**What you need to do**: Exactly reproduce the line containing "picks the level" together with every line after it, through the end of the entries, and give nothing more.
╭─ Dataset records
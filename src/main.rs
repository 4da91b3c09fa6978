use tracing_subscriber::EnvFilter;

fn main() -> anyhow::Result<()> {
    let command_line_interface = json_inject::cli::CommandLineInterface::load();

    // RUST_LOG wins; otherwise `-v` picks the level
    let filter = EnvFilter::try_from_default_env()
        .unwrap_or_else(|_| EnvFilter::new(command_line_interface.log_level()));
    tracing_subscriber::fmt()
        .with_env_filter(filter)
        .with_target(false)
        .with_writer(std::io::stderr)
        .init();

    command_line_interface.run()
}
╰─
**Answer section**:
    // RUST_LOG wins; otherwise `-v` picks the level
    let filter = EnvFilter::try_from_default_env()
        .unwrap_or_else(|_| EnvFilter::new(command_line_interface.log_level()));
    tracing_subscriber::fmt()
        .with_env_filter(filter)
        .with_target(false)
        .with_writer(std::io::stderr)
        .init();

    command_line_interface.run()
}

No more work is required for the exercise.